Il pron. riflessivo , non suole, nell’uso moderno, farsi soggetto dell’infinito: quindi o si tralascia o, se fosse necessario, si sostituisce coi pronomi egli, ella (vedi qui sopra), eglino, essi ecc. Negli antichi si trova spesso. Gabriotto seppe sè essere amato. Boccaccio. – Gli fece direessere apparecchiato a fare ecc. Boccaccio. – Talora anche ne’ moderni. Si avvisò di scrivergli un biglietto, in cui gli dicevaessere (invece di d’essere o essere ella) testè arrivata da Caen. Papi.

§ 24. Infinito con ellissi d’altro verbo. Spesso si adopera l’infinito in un modo sospeso, quasi dipendesse da un verbo principale sottinteso:

per esprimere maraviglia o ripugnanza. Io chiudermi (sott. dovrò) tra i deserti? .... Io darmi tanti tormenti? .... Io non mangiare? io non bere? io non dormire? io non parlare? io non ridere per tanti anni? Non può essere, non può essere. Segneri. – A tua madre non dir niente d’una cosa simile? (sott. potevi non dir ecc.) Manzoni. – Voi entrar negli abissi della mente, del cuor di Dio? .... e confidarvi di comprenderne tutto il come? Bartoli. – A dire che io il lasciassi (un farsetto) a costui per trentotto soldi! (a dire, cioè, che cosa strana sarebbe se si dicesse ecc.). Boccaccio;

per esprimere ferma risoluzione. Prima morire (sottint. voglio) che eleggermi una tal vita. Segneri;

per significare in una narrazione la fretta con cui avvennero certe azioni (detto infinito storico): si premette la prep. a. Indi i Pagani tanto a spaventarsi, Indi i Fedeli a pigliar tanto ardire, Che quei non facean altro che ritrarsi ecc. Ariosto. – Ognuno all’arme, a maneggiar destrieri A fornirsi di scudi, a provar elmi ecc. Caro. – Più di rado senza preposizione, alla latina. E qui fuggire e sgominarsi i Teucri E gli Achivi inseguirli, e via pe’ banchi Delle navi cacciarli in gran tumulto. Monti:

dopo la interjezione ecco. Mentrechè tra le donne erano così fatti ragionamenti, ed ecco entrare nello chiesa tre giovani. Boccaccio. – Ed ecco verso noi venir per nave Un vecchio bianco per antico pelo. Dante:

dopo pronomi e avverbii relativi, in proposizione dubitativa o interrogativa. Non sapeva dove andarsi. Boccaccio. – Il giudice non sapendo che dirsi, lungamente soprastette. Boccaccio. – Un passo, dal quale non si poteva vedere come uscirne. Manzoni. – Io non ho che fare nulla colla giustizia. Manzoni. – Aver donde vivere.

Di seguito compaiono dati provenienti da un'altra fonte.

use anyhow::Result;
use serde::Deserialize;
use anyhow::anyhow;

#[derive(Debug, Clone, Deserialize, Default)]
pub struct AppConfig {
    #[serde(default)]
    pub server: ServerConfig,
    #[serde(default)]
    pub database: DatabaseConfig,
}

#[derive(Debug, Clone, Deserialize)]
pub struct ServerConfig {
    pub host: String,
    pub port: u16,
    #[serde(default)]
    pub worker_threads: Option<usize>,
}

impl Default for ServerConfig {
    fn default() -> Self {
        Self { host: "127.0.0.1".into(), port: 8080, worker_threads: Some(4) }
    }
}

#[derive(Debug, Clone, Deserialize)]
pub struct DatabaseConfig {
    #[serde(default)]
    pub url: String,
    #[serde(default = "default_max_connections")]
    pub max_connections: u32,
    #[serde(default = "default_min_connections")]
    pub min_connections: u32,
    #[serde(default = "default_connect_timeout")]
    pub connect_timeout_secs: u64,
    #[serde(default = "default_idle_timeout")]
    pub idle_timeout_secs: u64,
    #[serde(default = "default_max_lifetime")]
    pub max_lifetime_secs: u64,
    #[serde(default = "default_acquire_timeout")]
    pub acquire_timeout_secs: u64,
    #[serde(default)]
    pub sqlx_logging: bool,
    /// Apply pending migrations when the server starts.
    #[serde(default = "default_run_migrations")]
    pub run_migrations: bool,
}

impl Default for DatabaseConfig {
    fn default() -> Self {
        Self {
            url: String::new(),
            max_connections: default_max_connections(),
            min_connections: default_min_connections(),
            connect_timeout_secs: default_connect_timeout(),
            idle_timeout_secs: default_idle_timeout(),
            max_lifetime_secs: default_max_lifetime(),
            acquire_timeout_secs: default_acquire_timeout(),
            sqlx_logging: false,
            run_migrations: default_run_migrations(),
        }
    }
}

fn default_max_connections() -> u32 { 10 }
fn default_min_connections() -> u32 { 2 }
fn default_connect_timeout() -> u64 { 30 }
fn default_idle_timeout() -> u64 { 600 }
fn default_max_lifetime() -> u64 { 3600 }
fn default_acquire_timeout() -> u64 { 30 }
fn default_run_migrations() -> bool { true }

pub fn load_default() -> Result<AppConfig> {
    let path = std::env::var("CONFIG_PATH").unwrap_or_else(|_| "config.toml".to_string());
    load_from_file(&path)
}

pub fn load_from_file(path: &str) -> Result<AppConfig> {
    let content = std::fs::read_to_string(path)?;
    parse(&content)
}

pub fn parse(content: &str) -> Result<AppConfig> {
    let cfg: AppConfig = toml::from_str(content)?;
    Ok(cfg)
}

impl AppConfig {
    pub fn load_and_validate() -> Result<Self> {
        let mut cfg = load_default()?;
        cfg.normalize_and_validate()?;
        Ok(cfg)
    }

    /// Build a config purely from environment variables, used when no
    /// config file is present.
    pub fn from_env() -> Result<Self> {
        let mut cfg = AppConfig::default();
        if let Ok(host) = std::env::var("SERVER_HOST") {
            cfg.server.host = host;
        }
        if let Some(port) = std::env::var("SERVER_PORT").ok().and_then(|p| p.parse::<u16>().ok()) {
            cfg.server.port = port;
        }
        cfg.normalize_and_validate()?;
        Ok(cfg)
    }

    pub fn normalize_and_validate(&mut self) -> Result<()> {
        self.server.normalize()?;
        // database.url may come from DATABASE_URL
        self.database.normalize_from_env();
        self.database.validate()?;
        Ok(())
    }
}

impl ServerConfig {
    fn normalize(&mut self) -> Result<()> {
        if self.host.trim().is_empty() {
            self.host = "127.0.0.1".to_string();
        }
        if self.port == 0 {
            return Err(anyhow!("server.port must be within 1..=65535"));
        }
        match self.worker_threads {
            Some(w) if w > 0 => {}
            _ => self.worker_threads = Some(4),
        }
        Ok(())
    }
}

impl DatabaseConfig {
    pub fn normalize_from_env(&mut self) {
        if self.url.trim().is_empty() {
            if let Ok(url) = std::env::var("DATABASE_URL") {
                self.url = url;
            }
        }
    }

    pub fn is_sqlite(&self) -> bool {
        self.url.to_lowercase().starts_with("sqlite:")
    }

    pub fn validate(&self) -> Result<()> {
        if self.url.trim().is_empty() {
            return Err(anyhow!("database.url is empty; set it in config.toml or DATABASE_URL"));
        }
        let lower = self.url.to_lowercase();
        if !(lower.starts_with("postgresql://") || lower.starts_with("postgres://") || lower.starts_with("sqlite:")) {
            return Err(anyhow!("database.url must start with postgres://, postgresql:// or sqlite:"));
        }
        if self.min_connections == 0 {
            return Err(anyhow!("database.min_connections must be >= 1"));
        }
        if self.max_connections < self.min_connections {
            return Err(anyhow!("database.max_connections must be >= min_connections"));
        }
        if self.connect_timeout_secs == 0 || self.acquire_timeout_secs == 0 {
            return Err(anyhow!("database timeouts must be positive seconds"));
        }
        Ok(())
    }
}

Boccaccio. – Come fare, esclamava, dove andare? Manzoni. – Perchè non raccontar tutto anche a tua madre? Manzoni. – Si mise a pensare alle frasi, con cui dar principio alla lettera. Grossi. – Voi credete di dover essere giudicati da Cristo? E come dunque Cristo maledire in tutti i giuochi, Cristo bestemmiare in tutte le collere, Cristo spergiurare in tutti i contratti, Cristo disgustare in tutte le ricreazioni? Segneri.

Quando il relativo faccia da soggetto, questo costrutto sa di antiquato. Qui è questa cena e non saria (sarebbe) chi mangiarla. Boccaccio. – E se ci fosse chi farli (chi li facesse), per tutto dolorosi pianti udiremmo. Boccaccio. – S’intenda però che se chi facesse da oggetto o da termine (con preposizione) il costrutto è anche moderno, p. es. Non so chi ringraziare; a chi regalarlo.

Quanto all’uso dell’infinito per l’imperativo, vedi addietro, capitolo XVIII, § 3 e 11.